Biden confirms $1.9trn relief proposal, but equity futures weaken and bond yields fall as investors contemplate tax hikes
Wall Street traded moderately in the black for most of the Thursday’s session as investors awaited confirmation of President-elect Biden’s coronavirus relief package. Supporting stocks, the 10Y UST yield slipped below 1.09% after Fed Chair Powell reminded investors that rates would be lifted “no time soon” and made it clear the FOMC would be mindful of the need to avoid a taper-tantrum. That followed an earlier jump in initial jobless claims to 965k – the highest since August. However, Wall Street fell away in the final two hours of trade as UST yields took a sharp leg up from their session lows. At the close, the S&P500 was down 0.4% and the 10Y yield at a session high of 1.13%.

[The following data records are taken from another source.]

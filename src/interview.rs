//! The Commotion HR screening interview: greet and collect the candidate's
//! name, ask for the expected salary, then either continue to the motivation
//! question or close out, depending on the salary cap.
//!
//! Each handler writes what it collected into the session's flow state and
//! returns the next node by value, so the branch taken is a function of the
//! answer, not of a static graph.

use crate::flow::state::{FlowState, FlowStateStore, StateValue};
use crate::flow::{
    FlowArgs, FunctionHandler, FunctionSchema, HandlerOutcome, NodeConfig, ParameterSchema,
    ParameterSpec, PostAction,
};
use anyhow::Context;
use async_trait::async_trait;
use serde_json::{json, Value};
use std::sync::Arc;
use tracing::info;

/// Salary expectations above this (in LPA) end the interview early.
pub const SALARY_CAP_LPA: f64 = 50.0;

#[derive(Debug, Clone, Copy)]
struct CollectName;

#[async_trait]
impl FunctionHandler for CollectName {
    async fn call(&self, args: FlowArgs, state: &FlowState) -> anyhow::Result<HandlerOutcome> {
        let name = args
            .get("name")
            .and_then(Value::as_str)
            .context("name argument missing")?
            .trim()
            .to_string();

        state.set("name".to_string(), StateValue::String(name.clone()));
        info!("collected candidate name: {name}");

        Ok(HandlerOutcome::transition(
            json!({"name": name, "status": "success"}),
            salary_node(),
        ))
    }
}

#[derive(Debug, Clone, Copy)]
struct CollectSalary;

#[async_trait]
impl FunctionHandler for CollectSalary {
    async fn call(&self, args: FlowArgs, state: &FlowState) -> anyhow::Result<HandlerOutcome> {
        let salary = args
            .get("salary")
            .and_then(Value::as_f64)
            .context("salary argument missing")?;

        state.set("salary_expectation".to_string(), StateValue::Number(salary));

        let too_high = salary > SALARY_CAP_LPA;
        let result = json!({"salary": salary, "status": "success", "too_high": too_high});

        if too_high {
            info!("salary too high: {salary} LPA, closing out");
            Ok(HandlerOutcome::transition(result, rejection_node()))
        } else {
            info!("salary acceptable: {salary} LPA, continuing to motivation");
            Ok(HandlerOutcome::transition(result, motivation_node()))
        }
    }
}

#[derive(Debug, Clone, Copy)]
struct CollectMotivation;

#[async_trait]
impl FunctionHandler for CollectMotivation {
    async fn call(&self, args: FlowArgs, state: &FlowState) -> anyhow::Result<HandlerOutcome> {
        let motivation = args
            .get("motivation")
            .and_then(Value::as_str)
            .context("motivation argument missing")?
            .trim()
            .to_string();

        state.set("motivation".to_string(), StateValue::String(motivation.clone()));
        info!("collected motivation: {}...", truncate(&motivation, 50));

        Ok(HandlerOutcome::transition(
            json!({"motivation": motivation, "status": "success"}),
            resolution_node(),
        ))
    }
}

#[derive(Debug, Clone, Copy)]
struct EndInterview;

#[async_trait]
impl FunctionHandler for EndInterview {
    async fn call(&self, _args: FlowArgs, _state: &FlowState) -> anyhow::Result<HandlerOutcome> {
        info!("interview completed");
        // No transition; the node's post-action ends the conversation.
        Ok(HandlerOutcome::stay(json!({"status": "success"})))
    }
}

fn truncate(text: &str, limit: usize) -> &str {
    match text.char_indices().nth(limit) {
        Some((idx, _)) => &text[..idx],
        None => text,
    }
}

fn end_interview_function() -> FunctionSchema {
    FunctionSchema::new(
        "end_interview",
        "Complete the interview process.",
        ParameterSchema::new(),
        Arc::new(EndInterview),
    )
}

/// Greeting node; the only one carrying role messages.
pub fn initial_node() -> NodeConfig {
    let collect_name = FunctionSchema::new(
        "collect_name",
        "Save the candidate's full name to state and move to salary discussion.",
        ParameterSchema::new()
            .property(
                "name",
                ParameterSpec::string().with_description("The candidate's full name"),
            )
            .required("name"),
        Arc::new(CollectName),
    );

    NodeConfig::new("initial")
        .with_role_message(
            "You're an HR interviewer at Commotion, a tech company. Speak naturally like you're \
             having a real conversation—warm but professional. Keep your responses short (1-2 \
             sentences max). Never use emojis, special characters, or markdown since this is \
             voice. Always call the available function once you have the information needed.",
        )
        .with_task_message(
            "[System] : Start with a friendly greeting. Say you're from Commotion's HR team and \
             you'll be conducting a quick interview today. Ask for their full name. Once they \
             tell you their name, immediately call collect_name with it.",
        )
        .with_function(collect_name)
}

pub fn salary_node() -> NodeConfig {
    let collect_salary = FunctionSchema::new(
        "collect_salary",
        "Save salary expectation in LPA. If over 50 LPA, route to rejection; otherwise continue \
         to motivation question.",
        ParameterSchema::new()
            .property(
                "salary",
                ParameterSpec::number()
                    .with_description("Salary expectation in LPA (Lakhs Per Annum)")
                    .with_minimum(1.0)
                    .with_maximum(200.0),
            )
            .required("salary"),
        Arc::new(CollectSalary),
    );

    NodeConfig::new("salary_collection")
        .with_task_message(
            "[System] : Thank them briefly for sharing their name. Then ask what salary they're \
             expecting in LPA. Make it clear you need a number in Lakhs Per Annum. Once they \
             give you a number, call collect_salary immediately.",
        )
        .with_function(collect_salary)
}

pub fn motivation_node() -> NodeConfig {
    let collect_motivation = FunctionSchema::new(
        "collect_motivation",
        "Save the candidate's motivation for joining Commotion and proceed to positive \
         resolution.",
        ParameterSchema::new()
            .property(
                "motivation",
                ParameterSpec::string()
                    .with_description("The candidate's motivation for joining Commotion"),
            )
            .required("motivation"),
        Arc::new(CollectMotivation),
    );

    NodeConfig::new("motivation_collection")
        .with_task_message(
            "[System] : Acknowledge their salary expectation briefly. Then ask why they \
             specifically want to join Commotion—what draws them to the company? Listen to \
             their full answer, then call collect_motivation with what they said.",
        )
        .with_function(collect_motivation)
}

/// Terminal node for successful candidates.
pub fn resolution_node() -> NodeConfig {
    NodeConfig::new("resolution")
        .with_task_message(
            "[System] : Thank them for taking the time to interview. Say something positive \
             about their motivation or background. Let them know the HR team will review their \
             profile and reach out within 2-3 business days with next steps. Then call \
             end_interview.",
        )
        .with_function(end_interview_function())
        .with_post_action(PostAction::EndConversation)
}

/// Terminal node when the salary expectation is over the cap.
pub fn rejection_node() -> NodeConfig {
    NodeConfig::new("rejection")
        .with_task_message(
            "[System] : Thank them for their interest in Commotion. Gently explain that their \
             salary expectation is higher than what the role currently offers. Keep it \
             respectful—mention you appreciate their time and wish them success in finding the \
             right opportunity. Then call end_interview.",
        )
        .with_function(end_interview_function())
        .with_post_action(PostAction::EndConversation)
}
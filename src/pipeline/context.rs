use crate::flow::FunctionDecl;
use crate::message::ConversationMessage;
use crate::pipeline::SessionEvent;
use crate::services::CompletionRequest;
use std::fmt::Debug;
use std::sync::Mutex;
use tokio::sync::mpsc;
use tracing::warn;

/// The conversation-context surface the flow manager programs against.
///
/// Role messages are installed once; task messages are replaced wholesale on
/// every node activation; the available functions always mirror the current
/// node's function set.
pub trait ConversationContext: Send + Sync + Debug {
    fn install_role_messages(&self, messages: Vec<ConversationMessage>);
    fn replace_task_messages(&self, messages: Vec<ConversationMessage>);
    fn set_available_functions(&self, functions: Vec<FunctionDecl>);
    /// Ask for an assistant turn without waiting for new user speech.
    fn request_immediate_turn(&self);
    /// Append one exchange entry (user/assistant/tool) to the history.
    fn push_history(&self, message: ConversationMessage);
    /// Assemble the completion request for the language-model service.
    fn snapshot(&self) -> CompletionRequest;
}

#[derive(Debug, Default)]
struct ContextInner {
    role: Vec<ConversationMessage>,
    task: Vec<ConversationMessage>,
    history: Vec<ConversationMessage>,
    functions: Vec<FunctionDecl>,
}

/// Context implementation feeding the per-session event loop.
///
/// Immediate-turn requests are delivered as session events so they are
/// processed in order with everything else on the queue.
#[derive(Debug)]
pub struct LlmContext {
    inner: Mutex<ContextInner>,
    events: mpsc::Sender<SessionEvent>,
}

impl LlmContext {
    pub fn new(events: mpsc::Sender<SessionEvent>) -> Self {
        Self {
            inner: Mutex::new(ContextInner::default()),
            events,
        }
    }
}

impl ConversationContext for LlmContext {
    fn install_role_messages(&self, messages: Vec<ConversationMessage>) {
        self.inner.lock().unwrap().role = messages;
    }

    fn replace_task_messages(&self, messages: Vec<ConversationMessage>) {
        self.inner.lock().unwrap().task = messages;
    }

    fn set_available_functions(&self, functions: Vec<FunctionDecl>) {
        self.inner.lock().unwrap().functions = functions;
    }

    fn request_immediate_turn(&self) {
        if self.events.try_send(SessionEvent::TurnRequested).is_err() {
            warn!("immediate turn request dropped, session queue closed or full");
        }
    }

    fn push_history(&self, message: ConversationMessage) {
        self.inner.lock().unwrap().history.push(message);
    }

    /// Role messages first, then the running exchange, then the current
    /// node's task instructions so they steer the very next completion.
    fn snapshot(&self) -> CompletionRequest {
        let inner = self.inner.lock().unwrap();
        let mut messages =
            Vec::with_capacity(inner.role.len() + inner.history.len() + inner.task.len());
        messages.extend(inner.role.iter().cloned());
        messages.extend(inner.history.iter().cloned());
        messages.extend(inner.task.iter().cloned());
        CompletionRequest {
            messages,
            functions: inner.functions.clone(),
        }
    }
}

#[cfg(test)]
mod tests {
    use super::*;
    use serde_json::json;

    fn context() -> (LlmContext, mpsc::Receiver<SessionEvent>) {
        let (tx, rx) = mpsc::channel(8);
        (LlmContext::new(tx), rx)
    }

    #[test]
    fn test_task_messages_replace_not_append() {
        let (ctx, _rx) = context();
        ctx.replace_task_messages(vec![ConversationMessage::user("ask for the name")]);
        ctx.replace_task_messages(vec![ConversationMessage::user("ask for the salary")]);

        let request = ctx.snapshot();
        assert_eq!(request.messages.len(), 1);
        assert_eq!(request.messages[0].content(), Some("ask for the salary"));
    }

    #[test]
    fn test_snapshot_orders_role_history_task() {
        let (ctx, _rx) = context();
        ctx.install_role_messages(vec![ConversationMessage::system("persona")]);
        ctx.push_history(ConversationMessage::assistant("hello"));
        ctx.push_history(ConversationMessage::user("hi, I'm Asha"));
        ctx.replace_task_messages(vec![ConversationMessage::user("ask about salary")]);

        let request = ctx.snapshot();
        let contents: Vec<_> = request.messages.iter().map(|m| m.content()).collect();
        assert_eq!(
            contents,
            vec![
                Some("persona"),
                Some("hello"),
                Some("hi, I'm Asha"),
                Some("ask about salary"),
            ]
        );
    }

    #[test]
    fn test_functions_mirror_latest_node() {
        let (ctx, _rx) = context();
        ctx.set_available_functions(vec![FunctionDecl {
            name: "collect_name".into(),
            description: "save the name".into(),
            parameters: json!({"type": "object"}),
        }]);
        ctx.set_available_functions(vec![]);

        assert!(ctx.snapshot().functions.is_empty());
    }

    #[test]
    fn test_immediate_turn_lands_on_the_queue() {
        let (ctx, mut rx) = context();
        ctx.request_immediate_turn();
        assert!(matches!(rx.try_recv(), Ok(SessionEvent::TurnRequested)));
    }
}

After Wall Street closed, Biden released the broad details of his relief package proposals, which are estimated to cost $1.9trn – slightly below the $2.0trn price tag mooted yesterday, but with Biden expected to ask Congress for additional funds in coming weeks to roll out his longer-term policy agenda. The package would provide more than $1trn for direct relief spending (including raising payments to eligible individuals to $2,000 from the $600 approved last month, and extending unemployment insurance benefits until the end of September); $400bn for virus management (including money to help schools and to fund a national programme of testing and vaccination, with the aim of vaccinating 100m people in Biden’s first 100 days in office); and $440bn for communities and businesses (including $350bn for state and local governments). The package also seeks to more than double the federal minimum wage to $15 per hour. Of course, Biden’s plan still needs to pass the Senate. While much can be achieved by a simple majority vote using the “reconciliation” process (thus bypassing the Senate filibuster, that effectively requires a 60 vote super-majority to pass most legislation), Biden has indicated that he would like to secure bipartisan support.
Initially there was little market reaction to the release of the relief package, which was much as expected. However, during a subsequent address discussing the package, Biden said that he would pay for the package “by making sure that making sure that everyone pays their fair share of taxes”, singling out the closing of tax loopholes used by corporates as being one source of revenue. Perhaps as a result, US equity futures have since traded lower – S&P minis are presently down only about 0.25% however – while the 10Y UST yield has also declined almost 3bps to close to 1.10%.
Turning to the Asia-Pacific region, with US equity futures heading lower after Biden’s remarks, most of the region’s equity markets closed in the red today. In Japan, where service sector data also pointed to an unexpected contraction of activity in November, the TOPIX fell 0.9%. In South Korea the KOSPI fell an even larger 2.0% as the BoK left its policy rate unchanged at 0.5%, but the Bank’s Governor professed to be worried about leveraged investment in the country’s equity and housing markets. In China, where investors are awaiting Monday’s Q4 GDP report, following yesterday’s 1.9% slump, the CSI300 overcame some initial weakness to close down just 0.2% as the PBoC maintained its 1-month Medium-term Lending Facility rate at 2.95% for a ninth consecutive month. Australian equities bucked the trend and closed flat after the ABS reported that housing loan approvals had increased to a record high in November. With UST yields coming off their highs, the 10Y ACGB yield decreased 1bp to 1.08%, however.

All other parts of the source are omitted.